Today, I've fearlessly attacked the 10 pound bag of potatoes that are beginning to turn into potato spider/crabs as they begin to sprout. There's just something so bizarre about a potato that begins to sprout...I remember when I was a teenage bride, defiantly ignorant of the ways of the kitchen and how once I opened a cupboard door where some neglected potatoes were kept...and I screamed...I literally thought there were some sort of bugs in there. Now the potato monsters got nothin' on me. I just sneak up on 'em with my peeler, and that's the end of it...

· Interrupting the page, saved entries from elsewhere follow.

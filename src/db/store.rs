// src/db/store.rs

use std::{cmp::Ordering, fmt, sync::Arc};

use async_trait::async_trait;
use chrono::{DateTime, SecondsFormat, Utc};
use serde::{de::DeserializeOwned, Serialize};
use serde_json::{Map, Value};
use thiserror::Error;
use tokio::task::JoinHandle;

// =========================================================================
//  ERROS DO STORE
// =========================================================================

#[derive(Debug, Error)]
pub enum StoreError {
    #[error("Documento não encontrado: {0}")]
    NotFound(String),

    // Equivalente ao "failed-precondition" do backend hospedado: falta índice composto
    #[error("A consulta exige um índice composto: {0}")]
    FailedPrecondition(String),

    #[error("Permissão negada: {0}")]
    PermissionDenied(String),

    #[error("Serviço indisponível: {0}")]
    Unavailable(String),

    #[error("Documento com formato inválido: {0}")]
    Decode(#[from] serde_json::Error),

    #[error("Erro de banco de dados: {0}")]
    Database(#[from] sqlx::Error),
}

// =========================================================================
//  CAMINHOS
// =========================================================================

/// Caminho de uma coleção: `clients`, `users/{uid}/orders`, ...
#[derive(Debug, Clone, PartialEq, Eq, Hash, PartialOrd, Ord)]
pub struct CollectionPath(String);

impl CollectionPath {
    pub fn root(name: &str) -> Self {
        Self(name.to_string())
    }

    /// Coleção dentro do namespace do usuário autenticado.
    pub fn user_scoped(uid: &str, name: &str) -> Self {
        Self(format!("users/{}/{}", uid, name))
    }

    pub fn doc(&self, id: &str) -> DocPath {
        DocPath {
            collection: self.clone(),
            id: id.to_string(),
        }
    }

    pub fn as_str(&self) -> &str {
        &self.0
    }
}

impl fmt::Display for CollectionPath {
    fn fmt(&self, f: &mut fmt::Formatter<'_>) -> fmt::Result {
        f.write_str(&self.0)
    }
}

#[derive(Debug, Clone, PartialEq, Eq, Hash)]
pub struct DocPath {
    pub collection: CollectionPath,
    pub id: String,
}

impl fmt::Display for DocPath {
    fn fmt(&self, f: &mut fmt::Formatter<'_>) -> fmt::Result {
        write!(f, "{}/{}", self.collection, self.id)
    }
}

// =========================================================================
//  DOCUMENTOS
// =========================================================================

#[derive(Debug, Clone, PartialEq)]
pub struct Document {
    pub id: String,
    pub data: Value,
}

impl Document {
    /// Decodifica o documento para o modelo tipado, injetando o `id` no objeto.
    pub fn decode<T: DeserializeOwned>(&self) -> Result<T, StoreError> {
        let mut data = self.data.clone();
        if let Value::Object(map) = &mut data {
            map.insert("id".to_string(), Value::String(self.id.clone()));
        }
        Ok(serde_json::from_value(data)?)
    }

    pub fn field(&self, name: &str) -> Option<&Value> {
        self.data.get(name)
    }
}

/// Formato canônico dos timestamps gravados pelo store.
/// Strings RFC3339 com precisão fixa ordenam lexicograficamente na ordem cronológica.
pub fn timestamp_value(at: DateTime<Utc>) -> Value {
    Value::String(at.to_rfc3339_opts(SecondsFormat::Micros, true))
}

// =========================================================================
//  ESCRITAS (PATCH)
// =========================================================================

#[derive(Debug, Clone, PartialEq)]
pub enum FieldOp {
    Set(Value),
    Increment(i64),
    ServerTimestamp,
    Delete,
}

/// Conjunto ordenado de operações de campo aplicadas atomicamente a um documento.
#[derive(Debug, Clone, Default, PartialEq)]
pub struct Patch {
    ops: Vec<(String, FieldOp)>,
}

impl Patch {
    pub fn new() -> Self {
        Self::default()
    }

    /// Converte um registro serializável em operações `Set`, ignorando o `id`
    /// (o id vive no caminho do documento, não no corpo).
    pub fn from_record<T: Serialize>(record: &T) -> Result<Self, StoreError> {
        let value = serde_json::to_value(record)?;
        let mut patch = Self::new();
        if let Value::Object(map) = value {
            for (field, value) in map {
                if field == "id" {
                    continue;
                }
                patch.ops.push((field, FieldOp::Set(value)));
            }
        }
        Ok(patch)
    }

    pub fn set(mut self, field: &str, value: impl Into<Value>) -> Self {
        self.ops.push((field.to_string(), FieldOp::Set(value.into())));
        self
    }

    pub fn server_timestamp(mut self, field: &str) -> Self {
        self.ops.push((field.to_string(), FieldOp::ServerTimestamp));
        self
    }

    pub fn increment(mut self, field: &str, by: i64) -> Self {
        self.ops.push((field.to_string(), FieldOp::Increment(by)));
        self
    }

    pub fn delete(mut self, field: &str) -> Self {
        self.ops.push((field.to_string(), FieldOp::Delete));
        self
    }

    pub fn is_empty(&self) -> bool {
        self.ops.is_empty()
    }

    pub fn ops(&self) -> &[(String, FieldOp)] {
        &self.ops
    }

    /// Aplica as operações sobre o objeto alvo, na ordem em que foram declaradas.
    pub fn apply(&self, target: &mut Map<String, Value>, now: DateTime<Utc>) {
        for (field, op) in &self.ops {
            match op {
                FieldOp::Set(value) => {
                    target.insert(field.clone(), value.clone());
                }
                FieldOp::Increment(by) => {
                    let current = target.get(field).and_then(Value::as_i64).unwrap_or(0);
                    target.insert(field.clone(), Value::from(current + by));
                }
                FieldOp::ServerTimestamp => {
                    target.insert(field.clone(), timestamp_value(now));
                }
                FieldOp::Delete => {
                    target.remove(field);
                }
            }
        }
    }
}

// =========================================================================
//  CONSULTAS
// =========================================================================

#[derive(Debug, Clone, Copy, PartialEq, Eq)]
pub enum Direction {
    Asc,
    Desc,
}

#[derive(Debug, Clone, PartialEq)]
pub struct Filter {
    pub field: String,
    pub value: Value,
}

#[derive(Debug, Clone, PartialEq)]
pub struct Query {
    pub collection: CollectionPath,
    pub filters: Vec<Filter>,
    pub order_by: Option<(String, Direction)>,
    pub limit: Option<usize>,
}

impl Query {
    pub fn collection(collection: CollectionPath) -> Self {
        Self {
            collection,
            filters: Vec::new(),
            order_by: None,
            limit: None,
        }
    }

    pub fn where_eq(mut self, field: &str, value: impl Into<Value>) -> Self {
        self.filters.push(Filter {
            field: field.to_string(),
            value: value.into(),
        });
        self
    }

    pub fn order_by(mut self, field: &str, direction: Direction) -> Self {
        self.order_by = Some((field.to_string(), direction));
        self
    }

    pub fn limit(mut self, limit: usize) -> Self {
        self.limit = Some(limit);
        self
    }

    /// Igualdade num campo + ordenação por outro campo exige índice composto.
    pub fn requires_composite_index(&self) -> bool {
        match &self.order_by {
            Some((order_field, _)) => self.filters.iter().any(|f| &f.field != order_field),
            None => false,
        }
    }

    pub fn matches(&self, data: &Value) -> bool {
        self.filters
            .iter()
            .all(|f| data.get(&f.field).is_some_and(|v| v == &f.value))
    }

    /// Filtra, ordena e limita uma lista de documentos em memória.
    pub fn apply(&self, docs: impl IntoIterator<Item = Document>) -> Vec<Document> {
        let mut result: Vec<Document> = docs.into_iter().filter(|d| self.matches(&d.data)).collect();

        if let Some((field, direction)) = &self.order_by {
            result.sort_by(|a, b| {
                let ordering = compare_values(
                    a.data.get(field).unwrap_or(&Value::Null),
                    b.data.get(field).unwrap_or(&Value::Null),
                );
                match direction {
                    Direction::Asc => ordering,
                    Direction::Desc => ordering.reverse(),
                }
            });
        }

        if let Some(limit) = self.limit {
            result.truncate(limit);
        }
        result
    }
}

fn type_rank(value: &Value) -> u8 {
    match value {
        Value::Null => 0,
        Value::Bool(_) => 1,
        Value::Number(_) => 2,
        Value::String(_) => 3,
        Value::Array(_) => 4,
        Value::Object(_) => 5,
    }
}

/// Ordem total entre valores JSON: null < bool < número < texto < lista < objeto.
pub fn compare_values(a: &Value, b: &Value) -> Ordering {
    match (a, b) {
        (Value::Bool(x), Value::Bool(y)) => x.cmp(y),
        (Value::Number(x), Value::Number(y)) => {
            let x = x.as_f64().unwrap_or(0.0);
            let y = y.as_f64().unwrap_or(0.0);
            x.partial_cmp(&y).unwrap_or(Ordering::Equal)
        }
        (Value::String(x), Value::String(y)) => x.cmp(y),
        _ => type_rank(a).cmp(&type_rank(b)),
    }
}

// =========================================================================
//  TEMPO REAL
// =========================================================================

pub type SnapshotResult = Result<Vec<Document>, StoreError>;

/// Callback de snapshot. Cada entrega traz o resultado completo da consulta.
pub type SnapshotSink = Arc<dyn Fn(SnapshotResult) + Send + Sync>;

/// Handle descartável de uma assinatura em tempo real.
/// Descartar (ou dropar) o handle encerra a entrega de snapshots.
pub struct Subscription {
    label: String,
    task: Option<JoinHandle<()>>,
}

impl Subscription {
    pub fn new(label: impl Into<String>, task: JoinHandle<()>) -> Self {
        Self {
            label: label.into(),
            task: Some(task),
        }
    }

    pub fn label(&self) -> &str {
        &self.label
    }

    pub fn is_active(&self) -> bool {
        self.task.as_ref().is_some_and(|t| !t.is_finished())
    }

    pub fn dispose(mut self) {
        self.cancel();
    }

    fn cancel(&mut self) {
        if let Some(task) = self.task.take() {
            task.abort();
            tracing::debug!("🔌 Assinatura encerrada: {}", self.label);
        }
    }
}

impl Drop for Subscription {
    fn drop(&mut self) {
        self.cancel();
    }
}

impl fmt::Debug for Subscription {
    fn fmt(&self, f: &mut fmt::Formatter<'_>) -> fmt::Result {
        f.debug_struct("Subscription")
            .field("label", &self.label)
            .field("active", &self.is_active())
            .finish()
    }
}

/// Arena de handles: registra cada assinatura e descarta todas de uma vez no logout.
#[derive(Debug, Default)]
pub struct SubscriptionArena {
    handles: Vec<Subscription>,
}

impl SubscriptionArena {
    pub fn register(&mut self, subscription: Subscription) {
        self.handles.push(subscription);
    }

    pub fn len(&self) -> usize {
        self.handles.len()
    }

    pub fn is_empty(&self) -> bool {
        self.handles.is_empty()
    }

    pub fn dispose_all(&mut self) -> usize {
        let count = self.handles.len();
        for subscription in self.handles.drain(..) {
            subscription.dispose();
        }
        count
    }
}

// =========================================================================
//  O TRAIT DO STORE REMOTO
// =========================================================================

#[async_trait]
pub trait RemoteStore: Send + Sync {
    async fn get(&self, path: &DocPath) -> Result<Option<Document>, StoreError>;

    /// Cria ou sobrescreve o documento inteiro.
    async fn set(&self, path: &DocPath, patch: Patch) -> Result<(), StoreError>;

    /// Cria o documento apenas se o caminho estiver livre, numa única operação.
    /// Devolve `false` quando já existia um documento (que fica intacto).
    async fn create_if_absent(&self, path: &DocPath, patch: Patch) -> Result<bool, StoreError>;

    /// Atualiza campos de um documento existente. Falha com `NotFound` se ele não existir.
    async fn update(&self, path: &DocPath, patch: Patch) -> Result<(), StoreError>;

    /// Cria um documento com id gerado e devolve o id.
    async fn add(&self, collection: &CollectionPath, patch: Patch) -> Result<String, StoreError>;

    async fn delete(&self, path: &DocPath) -> Result<(), StoreError>;

    async fn query(&self, query: &Query) -> Result<Vec<Document>, StoreError>;

    /// Entrega o snapshot inicial e um snapshot completo a cada mudança na coleção.
    async fn subscribe(&self, query: Query, sink: SnapshotSink) -> Result<Subscription, StoreError>;
}

#[cfg(test)]
mod tests {
    use super::*;
    use serde_json::json;

    fn doc(id: &str, data: Value) -> Document {
        Document { id: id.to_string(), data }
    }

    #[test]
    fn patch_applies_operations_in_order() {
        let mut target = json!({ "totalOrders": 2, "name": "Ana" }).as_object().cloned().unwrap();
        let now = Utc::now();

        Patch::new()
            .increment("totalOrders", 1)
            .server_timestamp("lastContact")
            .set("name", "Ana Paula")
            .delete("missing")
            .apply(&mut target, now);

        assert_eq!(target["totalOrders"], json!(3));
        assert_eq!(target["name"], json!("Ana Paula"));
        assert_eq!(target["lastContact"], timestamp_value(now));
    }

    #[test]
    fn increment_starts_from_zero_when_field_is_missing() {
        let mut target = Map::new();
        Patch::new().increment("totalOrders", 1).apply(&mut target, Utc::now());
        assert_eq!(target["totalOrders"], json!(1));
    }

    #[test]
    fn query_filters_sorts_and_limits() {
        let docs = vec![
            doc("a", json!({ "year": 2025, "orderNumber": 2 })),
            doc("b", json!({ "year": 2024, "orderNumber": 9 })),
            doc("c", json!({ "year": 2025, "orderNumber": 7 })),
            doc("d", json!({ "year": 2025, "orderNumber": 3 })),
        ];

        let query = Query::collection(CollectionPath::root("orders"))
            .where_eq("year", 2025)
            .order_by("orderNumber", Direction::Desc)
            .limit(2);

        let ids: Vec<String> = query.apply(docs).into_iter().map(|d| d.id).collect();
        assert_eq!(ids, vec!["c", "d"]);
        assert!(query.requires_composite_index());
    }

    #[test]
    fn ordering_by_the_filtered_field_needs_no_composite_index() {
        let query = Query::collection(CollectionPath::root("orders"))
            .where_eq("year", 2025)
            .order_by("year", Direction::Asc);
        assert!(!query.requires_composite_index());
    }

    #[test]
    fn timestamps_sort_chronologically_as_text() {
        let earlier = timestamp_value(Utc::now());
        let later = timestamp_value(Utc::now() + chrono::Duration::seconds(5));
        assert_eq!(compare_values(&earlier, &later), Ordering::Less);
    }

    #[test]
    fn decode_injects_document_id() {
        #[derive(serde::Deserialize)]
        struct Named {
            id: String,
            name: String,
        }

        let named: Named = doc("x1", json!({ "name": "Studio" })).decode().unwrap();
        assert_eq!(named.id, "x1");
        assert_eq!(named.name, "Studio");
    }

    #[test]
    fn patch_from_record_skips_the_id() {
        let patch = Patch::from_record(&json!({ "id": "abc", "name": "Ana" })).unwrap();
        assert_eq!(patch.ops().len(), 1);
        assert_eq!(patch.ops()[0].0, "name");
    }
}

The freezer now has two large containers of garlic mashed potatoes, and some packages of frozen diced. Everyone loves potatoes, but no one likes to stand over a sink, peeling. So I just bite the bullet and make HUGE batches and then I feel like I can just wiggle my nose and mashed potatoes are *presto* ready for any busy day. God, who talks like that? I sound like I belong in some sort of instant potato flake commercial...circa 1962. *Sigh*, I am a very lonely woman, born into a very wrong time.

Also made some homemade pizzas, using nothing more than a basic pizza crust recipe, some tomato sauce, some crushed garlic, Italian spices, some mozzarella/cheddar cheese, and a crumpled package of pepperoni languishing in the back of the fridge.
Cranking up the This American Life webcasts http://www.thisamericanlife.org makes washing up all the sticky mashed potato gook far more enjoyable. There's just something so enjoyable about listening to the radio while I pound away with the potato masher.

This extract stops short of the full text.